It would be good enough for them, I think.
But I think that that's a plan that I wouldn't be surprised to see San Francisco do something like that.
I wouldn't be surprised to see maybe New York do something like that.
Maybe Philadelphia.
Some of the cities along the coast, Miami, you know, pull a ship in.
San Francisco definitely would.
No question.
And so, you know, of course, they're not really smart business people, so they'll just rent it from the people.
No.
They'll just rent those cruise ships.
Okay, we'll just, but we'll pay for rent and then we'll pay for people to come and clean it up and then we'll pay for people to come and clean the water up when the homeless people are
Poo-in and peeing in the water
You know off the side of the ship we'll just pay for that don't worry about it's better than having to pay for people to clean up poop in the streets
I might have to agree with that actually
But I think that
Look if we're going to give them places to live
Like that
Let's
I'm okay, just let the city buy the ship.
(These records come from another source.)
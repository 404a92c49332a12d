use chrono::Datelike;
use serde::{Deserialize, Serialize};
use uuid::Uuid;

use crate::domain::{Budget, ExpenseRecord};

/// How much of one monthly budget has been spent.
#[derive(Debug, Clone, PartialEq, Serialize, Deserialize)]
pub struct BudgetUsage {
    pub budget_id: Uuid,
    pub month: u32,
    pub year: i32,
    pub limit: f64,
    pub spent: f64,
    pub remaining: f64,
    pub over_budget: bool,
}

/// Sum of expense amounts dated within `month`/`year`.
pub fn spent_in_month(records: &[ExpenseRecord], month: u32, year: i32) -> f64 {
    records
        .iter()
        .filter(|record| record.date.year() == year && record.date.month() == month)
        .map(|record| record.amount)
        .sum()
}

/// Usage for every budget, in the order the budgets were given. Budgets sharing
/// a month are reported separately, each against the full month of spending.
pub fn budget_usage(budgets: &[Budget], records: &[ExpenseRecord]) -> Vec<BudgetUsage> {
    budgets
        .iter()
        .map(|budget| {
            let spent = spent_in_month(records, budget.month, budget.year);
            BudgetUsage {
                budget_id: budget.id,
                month: budget.month,
                year: budget.year,
                limit: budget.amount,
                spent,
                remaining: budget.amount - spent,
                over_budget: spent > budget.amount,
            }
        })
        .collect()
}
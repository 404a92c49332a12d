mod common;

use common::{date, signed_in_tracker};
use expense_core::{
    domain::{ExpenseDraft, ExpenseRecord, UserId},
    period_totals, week_number, PeriodTotals,
};
use uuid::Uuid;

fn record(amount: f64, y: i32, m: u32, d: u32) -> ExpenseRecord {
    ExpenseRecord::new(UserId::new("u1"), amount, date(y, m, d), "Market", Uuid::new_v4())
}

#[test]
fn every_period_is_zero_for_no_records() {
    for today in [date(2025, 1, 1), date(2024, 2, 29), date(2025, 12, 31)] {
        assert_eq!(period_totals(&[], today), PeriodTotals::default());
    }
}

#[test]
fn week_boundaries_follow_day_of_year() {
    let today = date(2025, 3, 5); // day 64, week 10
    assert_eq!(week_number(today), 10);
    let records = vec![
        record(1.0, 2025, 2, 26), // day 57, week 9
        record(2.0, 2025, 2, 27), // day 58, week 9
        record(4.0, 2025, 3, 1),  // day 60, week 9
        record(8.0, 2025, 3, 4),  // day 63, week 9
        record(16.0, 2025, 3, 11), // day 70, week 10
        record(32.0, 2025, 3, 12), // day 71, week 11
    ];
    let totals = period_totals(&records, today);
    assert_eq!(totals.this_week, 16.0);
    assert_eq!(totals.this_month, 4.0 + 8.0 + 16.0 + 32.0);
    assert_eq!(totals.this_year, 63.0);
    assert_eq!(totals.today, 0.0);
}

#[test]
fn leap_years_shift_week_buckets_after_february() {
    // 2024-03-01 is day 61 (week 9); 2025-03-01 is day 60 (week 9).
    assert_eq!(week_number(date(2024, 3, 1)), 9);
    assert_eq!(week_number(date(2024, 3, 4)), 10);
    assert_eq!(week_number(date(2025, 3, 4)), 9);
}

#[test]
fn year_boundary_never_merges_weeks() {
    let totals = period_totals(&[record(70.0, 2025, 12, 31)], date(2026, 1, 1));
    assert_eq!(totals, PeriodTotals::default());

    let totals = period_totals(&[record(70.0, 2026, 1, 1)], date(2025, 12, 31));
    assert_eq!(totals, PeriodTotals::default());
}

#[test]
fn tracker_captures_today_from_its_clock() {
    let (mut tracker, _) = signed_in_tracker("alice", date(2025, 1, 8));
    let category = tracker.add_category("Groceries").expect("category").id;
    for (amount, day) in [(50.0, "2025-01-08"), (30.0, "2025-01-05"), (100.0, "2024-12-20")] {
        tracker
            .add_expense(ExpenseDraft::new(amount, "Shopping", category, day))
            .expect("add expense");
    }

    let totals = tracker.period_totals().expect("totals");
    assert_eq!(totals.today, 50.0);
    assert_eq!(totals.this_week, 50.0);
    assert_eq!(totals.this_month, 80.0);
    assert_eq!(totals.this_year, 80.0);
}
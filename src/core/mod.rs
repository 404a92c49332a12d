//! Stores, identity, and time sources that sit between the domain and storage.

pub mod clock;
pub mod collections;
pub mod services;
pub mod session;
pub mod tracker;
pub mod utils;

pub use clock::{Clock, FixedClock, SystemClock};
pub use collections::{Collections, CURRENT_SCHEMA_VERSION};
pub use session::Session;
pub use tracker::Tracker;
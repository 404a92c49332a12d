use crate::core::clock::Clock;
use crate::core::collections::Collections;
use crate::domain::{ExpenseRecord, UserId};
use crate::summary::{self, BudgetUsage, PeriodTotals};

use super::{BudgetService, ExpenseService};

pub struct SummaryService;

impl SummaryService {
    /// Reads `clock` once, then folds `records` against that date.
    pub fn period_totals(clock: &dyn Clock, records: &[ExpenseRecord]) -> PeriodTotals {
        let today = clock.today();
        summary::period_totals(records, today)
    }

    /// Dashboard totals for the records owned by `user`.
    pub fn totals_for_user(
        collections: &Collections,
        user: &UserId,
        clock: &dyn Clock,
    ) -> PeriodTotals {
        let owned: Vec<ExpenseRecord> = ExpenseService::list_for_user(collections, user)
            .into_iter()
            .cloned()
            .collect();
        Self::period_totals(clock, &owned)
    }

    pub fn budget_usage(collections: &Collections, user: &UserId) -> Vec<BudgetUsage> {
        let owned: Vec<ExpenseRecord> = ExpenseService::list_for_user(collections, user)
            .into_iter()
            .cloned()
            .collect();
        let budgets: Vec<_> = BudgetService::list_for_user(collections, user)
            .into_iter()
            .cloned()
            .collect();
        summary::budget_usage(&budgets, &owned)
    }
}
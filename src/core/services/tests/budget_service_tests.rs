use crate::core::collections::Collections;
use crate::core::services::BudgetService;
use crate::domain::{BudgetChanges, BudgetDraft, UserId};
use crate::errors::TrackerError;

#[test]
fn duplicate_months_are_allowed() {
    let mut collections = Collections::default();
    let user = UserId::new("alice");
    BudgetService::add(&mut collections, &user, BudgetDraft::new(1000.0, 4, 2025)).unwrap();
    BudgetService::add(&mut collections, &user, BudgetDraft::new(300.0, 4, 2025)).unwrap();
    BudgetService::add(&mut collections, &user, BudgetDraft::new(900.0, 5, 2025)).unwrap();

    let budgets = BudgetService::list_for_user(&collections, &user);
    assert_eq!(budgets.len(), 3);
    let april = budgets
        .iter()
        .filter(|budget| (budget.month, budget.year) == (4, 2025))
        .count();
    assert_eq!(april, 2);
}

#[test]
fn invalid_budget_rejected() {
    let mut collections = Collections::default();
    let err = BudgetService::add(
        &mut collections,
        &UserId::new("alice"),
        BudgetDraft::new(50.0, 13, 2025),
    )
    .unwrap_err();
    assert!(matches!(err, TrackerError::Validation(_)));
}

#[test]
fn update_checks_owner_then_fields() {
    let mut collections = Collections::default();
    let alice = UserId::new("alice");
    let budget =
        BudgetService::add(&mut collections, &alice, BudgetDraft::new(50.0, 1, 2025)).unwrap();

    let err = BudgetService::update(
        &mut collections,
        &UserId::new("mallory"),
        budget.id,
        BudgetChanges {
            amount: Some(1.0),
            ..BudgetChanges::default()
        },
    )
    .unwrap_err();
    assert_eq!(err.to_string(), "Not authorized to update this budget");

    let bad_month = BudgetChanges {
        month: Some(0),
        ..BudgetChanges::default()
    };
    assert!(BudgetService::update(&mut collections, &alice, budget.id, bad_month).is_err());

    let changes = BudgetChanges {
        amount: Some(75.0),
        month: Some(2),
        year: None,
    };
    BudgetService::update(&mut collections, &alice, budget.id, changes).unwrap();
    let stored = collections.budget(budget.id).unwrap();
    assert_eq!((stored.amount, stored.month, stored.year), (75.0, 2, 2025));
}

#[test]
fn remove_deletes_owned_budget() {
    let mut collections = Collections::default();
    let alice = UserId::new("alice");
    let budget =
        BudgetService::add(&mut collections, &alice, BudgetDraft::new(50.0, 1, 2025)).unwrap();
    let removed = BudgetService::remove(&mut collections, &alice, budget.id).unwrap();
    assert_eq!(removed.id, budget.id);
    assert!(collections.budgets.is_empty());
}
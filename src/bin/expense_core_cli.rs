use expense_core::{cli::run_cli, init};

fn main() {
    init();

    if let Err(err) = run_cli(std::env::args().skip(1).collect()) {
        eprintln!("Error: {err}");
        std::process::exit(1);
    }
}
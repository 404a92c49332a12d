//! Domain records owned by a signed-in user, plus their validation rules.

pub mod budget;
pub mod category;
pub mod common;
pub mod expense;
pub mod user;

pub use budget::{Budget, BudgetChanges, BudgetDraft};
pub use category::{Category, CategoryChanges, UNKNOWN_CATEGORY};
pub use common::{Owned, UserId};
pub use expense::{
    parse_expense_date, ExpenseChanges, ExpenseDraft, ExpenseRecord, ReceiptUpload,
};
pub use user::UserProfile;
use std::cmp::Ordering;

use uuid::Uuid;

use crate::core::collections::Collections;
use crate::domain::{ExpenseChanges, ExpenseDraft, ExpenseRecord, Owned, UserId};
use crate::errors::TrackerError;

use super::{authorize, CategoryService, ServiceResult};

/// Column an expense listing is ordered by.
#[derive(Debug, Clone, Copy, PartialEq, Eq, Default)]
pub enum ExpenseSortKey {
    Description,
    Category,
    Amount,
    #[default]
    Date,
}

#[derive(Debug, Clone, Copy, PartialEq, Eq, Default)]
pub enum SortOrder {
    #[default]
    Ascending,
    Descending,
}

pub struct ExpenseService;

impl ExpenseService {
    pub fn list_for_user<'a>(collections: &'a Collections, user: &UserId) -> Vec<&'a ExpenseRecord> {
        collections
            .expenses
            .iter()
            .filter(|expense| expense.is_owned_by(user))
            .collect()
    }

    /// Owned records sorted by `key`. Category ordering uses resolved category names.
    pub fn list_sorted<'a>(
        collections: &'a Collections,
        user: &UserId,
        key: ExpenseSortKey,
        order: SortOrder,
    ) -> Vec<&'a ExpenseRecord> {
        let mut expenses = Self::list_for_user(collections, user);
        expenses.sort_by(|a, b| {
            let ordering = match key {
                ExpenseSortKey::Description => a.description.cmp(&b.description),
                ExpenseSortKey::Category => {
                    CategoryService::category_name(collections, a.category_id)
                        .cmp(CategoryService::category_name(collections, b.category_id))
                }
                ExpenseSortKey::Amount => a.amount.partial_cmp(&b.amount).unwrap_or(Ordering::Equal),
                ExpenseSortKey::Date => a.date.cmp(&b.date),
            };
            match order {
                SortOrder::Ascending => ordering,
                SortOrder::Descending => ordering.reverse(),
            }
        });
        expenses
    }

    /// Validates `draft` and stores a new record owned by `user`.
    pub fn create(
        collections: &mut Collections,
        user: &UserId,
        draft: &ExpenseDraft,
        receipt: Option<String>,
    ) -> ServiceResult<ExpenseRecord> {
        let date = draft.validate()?;
        let mut record = ExpenseRecord::new(
            user.clone(),
            draft.amount,
            date,
            draft.description.trim(),
            draft.category_id,
        );
        record.receipt = receipt;
        collections.expenses.push(record.clone());
        Ok(record)
    }

    pub fn owned<'a>(
        collections: &'a Collections,
        user: &UserId,
        id: Uuid,
        action: &str,
    ) -> ServiceResult<&'a ExpenseRecord> {
        authorize(collections.expense(id), user, action, id)
    }

    /// Applies `changes`; a `receipt` key replaces the stored one. Returns the
    /// replaced key so the caller can drop the old blob.
    pub fn update(
        collections: &mut Collections,
        user: &UserId,
        id: Uuid,
        changes: &ExpenseChanges,
        receipt: Option<String>,
    ) -> ServiceResult<Option<String>> {
        Self::owned(collections, user, id, "update this expense")?;
        let date = changes.validate()?;
        let Some(expense) = collections.expense_mut(id) else {
            return Ok(None);
        };
        if let Some(amount) = changes.amount {
            expense.amount = amount;
        }
        if let Some(description) = &changes.description {
            expense.description = description.trim().to_string();
        }
        if let Some(category_id) = changes.category_id {
            expense.category_id = category_id;
        }
        if let Some(date) = date {
            expense.date = date;
        }
        let replaced = match receipt {
            Some(key) => expense.receipt.replace(key),
            None => None,
        };
        Ok(replaced)
    }

    /// Removes the record and returns it, so its receipt can be cleaned up.
    pub fn remove(
        collections: &mut Collections,
        user: &UserId,
        id: Uuid,
    ) -> ServiceResult<ExpenseRecord> {
        Self::owned(collections, user, id, "delete this expense")?;
        let index = collections
            .expenses
            .iter()
            .position(|expense| expense.id == id)
            .ok_or_else(|| TrackerError::NotFound(format!("expense {id}")))?;
        Ok(collections.expenses.remove(index))
    }
}
//! Today / this week / this month / this year spending totals.
//!
//! Weeks are numbered by day of year: days 1-7 are week 1, days 8-14 are
//! week 2, and so on, restarting every January 1st. This is not ISO-8601
//! week numbering; December 31st is always week 53 and never shares a week
//! with the following January 1st.

use std::ops::Add;

use chrono::{Datelike, NaiveDate};
use serde::{Deserialize, Serialize};

use crate::domain::ExpenseRecord;

/// Running totals per period, all relative to one reference date.
#[derive(Debug, Clone, Copy, Default, PartialEq, Serialize, Deserialize)]
pub struct PeriodTotals {
    pub today: f64,
    pub this_week: f64,
    pub this_month: f64,
    pub this_year: f64,
}

impl PeriodTotals {
    fn record(&mut self, date: NaiveDate, amount: f64, today: NaiveDate) {
        let same_year = date.year() == today.year();
        if date == today {
            self.today += amount;
        }
        if same_year && week_number(date) == week_number(today) {
            self.this_week += amount;
        }
        if same_year && date.month() == today.month() {
            self.this_month += amount;
        }
        if same_year {
            self.this_year += amount;
        }
    }
}

impl Add for PeriodTotals {
    type Output = PeriodTotals;

    fn add(self, rhs: PeriodTotals) -> PeriodTotals {
        PeriodTotals {
            today: self.today + rhs.today,
            this_week: self.this_week + rhs.this_week,
            this_month: self.this_month + rhs.this_month,
            this_year: self.this_year + rhs.this_year,
        }
    }
}

/// `ceil((days since January 1st + 1) / 7)`, so January 1st-7th is week 1.
pub fn week_number(date: NaiveDate) -> u32 {
    date.ordinal0() / 7 + 1
}

/// Folds `records` into period totals relative to `today`.
///
/// `today` is taken once by the caller so every record is judged against the
/// same date, even if the fold runs across midnight.
pub fn period_totals(records: &[ExpenseRecord], today: NaiveDate) -> PeriodTotals {
    let totals = records
        .iter()
        .fold(PeriodTotals::default(), |mut totals, record| {
            totals.record(record.date, record.amount, today);
            totals
        });
    tracing::debug!(records = records.len(), %today, ?totals, "aggregated period totals");
    totals
}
It's going to be cheaper in the long run, right?
I mean, that's the argument, is that we buy the ship,
and then you have people that come in and take care of it.
But there's going to have to be some kind of security, right?
I mean, holy cow.
It could get ugly, ugly on one of those big cruise ships
with, you know, a thousand homeless people who get really ugly.
You think if you see some of the streets,
that have, you see a lot of homeless people.
Well, really, that street has maybe got, what, 50?
You know, something like that?
And you put them all, and you start rounding them up.
That doesn't sound too good, actually.
We're just going to round them up.
There's round up the homeless.
They're going to round them up.
Maybe, you know what we can do?
We can put little patches on them.
Like, you know, little yellow stars that say, hey, homeless.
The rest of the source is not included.